Source material section start
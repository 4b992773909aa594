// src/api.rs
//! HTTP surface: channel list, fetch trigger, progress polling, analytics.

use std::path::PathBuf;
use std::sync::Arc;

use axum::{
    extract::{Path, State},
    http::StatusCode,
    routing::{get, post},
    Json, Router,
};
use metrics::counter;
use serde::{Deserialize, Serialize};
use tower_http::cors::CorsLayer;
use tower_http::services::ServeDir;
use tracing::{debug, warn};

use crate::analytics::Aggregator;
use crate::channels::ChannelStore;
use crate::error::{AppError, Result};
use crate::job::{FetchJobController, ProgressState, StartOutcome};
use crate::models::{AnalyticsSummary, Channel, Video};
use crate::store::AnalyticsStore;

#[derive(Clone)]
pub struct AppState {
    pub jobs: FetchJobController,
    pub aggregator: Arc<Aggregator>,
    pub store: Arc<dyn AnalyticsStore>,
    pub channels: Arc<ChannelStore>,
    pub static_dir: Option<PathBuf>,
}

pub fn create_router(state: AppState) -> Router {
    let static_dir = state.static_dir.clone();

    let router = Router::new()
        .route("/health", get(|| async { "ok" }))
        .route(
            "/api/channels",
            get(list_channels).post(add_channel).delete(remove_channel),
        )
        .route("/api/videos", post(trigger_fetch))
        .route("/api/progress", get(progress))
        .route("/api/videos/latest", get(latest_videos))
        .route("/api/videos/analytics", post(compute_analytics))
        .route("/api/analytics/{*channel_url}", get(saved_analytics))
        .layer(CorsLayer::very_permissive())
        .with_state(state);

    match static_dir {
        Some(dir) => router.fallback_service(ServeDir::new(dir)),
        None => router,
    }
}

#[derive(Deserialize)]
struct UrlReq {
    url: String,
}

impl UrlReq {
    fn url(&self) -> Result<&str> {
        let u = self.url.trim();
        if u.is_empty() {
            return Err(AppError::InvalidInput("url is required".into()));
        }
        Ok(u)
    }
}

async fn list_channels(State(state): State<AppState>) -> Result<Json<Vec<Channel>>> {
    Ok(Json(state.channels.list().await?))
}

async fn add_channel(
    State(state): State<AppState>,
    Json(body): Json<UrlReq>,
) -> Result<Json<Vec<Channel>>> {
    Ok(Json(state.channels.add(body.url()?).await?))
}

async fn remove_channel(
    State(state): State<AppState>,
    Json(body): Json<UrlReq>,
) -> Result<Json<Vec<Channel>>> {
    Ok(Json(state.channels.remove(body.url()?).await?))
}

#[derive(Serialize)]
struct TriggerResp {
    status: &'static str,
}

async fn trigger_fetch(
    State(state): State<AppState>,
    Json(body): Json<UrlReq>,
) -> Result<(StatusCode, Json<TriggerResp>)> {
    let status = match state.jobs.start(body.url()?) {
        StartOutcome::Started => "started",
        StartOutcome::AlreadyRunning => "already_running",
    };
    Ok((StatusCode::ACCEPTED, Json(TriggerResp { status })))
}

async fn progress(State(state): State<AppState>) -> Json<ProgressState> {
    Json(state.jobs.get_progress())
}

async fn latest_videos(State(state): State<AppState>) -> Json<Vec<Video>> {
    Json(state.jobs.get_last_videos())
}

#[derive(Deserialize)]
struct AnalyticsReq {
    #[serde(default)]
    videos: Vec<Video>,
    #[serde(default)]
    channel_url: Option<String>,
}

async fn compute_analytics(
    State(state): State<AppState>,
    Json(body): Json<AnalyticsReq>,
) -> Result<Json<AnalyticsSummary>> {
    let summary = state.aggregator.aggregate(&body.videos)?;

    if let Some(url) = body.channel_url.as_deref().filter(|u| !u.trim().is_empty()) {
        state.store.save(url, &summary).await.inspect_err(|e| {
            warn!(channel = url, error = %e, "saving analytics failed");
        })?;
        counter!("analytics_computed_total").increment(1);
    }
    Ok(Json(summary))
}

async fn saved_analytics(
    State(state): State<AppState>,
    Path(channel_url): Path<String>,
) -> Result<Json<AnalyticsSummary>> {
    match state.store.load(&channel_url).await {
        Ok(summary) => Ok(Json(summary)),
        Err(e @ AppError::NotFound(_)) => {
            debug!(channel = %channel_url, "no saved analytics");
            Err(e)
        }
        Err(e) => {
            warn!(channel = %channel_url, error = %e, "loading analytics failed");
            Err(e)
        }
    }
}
Source material section end
> [What to work on]:
Each line in the listing above that includes the word "StatusCode" needs to be copied out.

> [Exercise output]:
    http::StatusCode,
) -> Result<(StatusCode, Json<TriggerResp>)> {
    Ok((StatusCode::ACCEPTED, Json(TriggerResp { status })))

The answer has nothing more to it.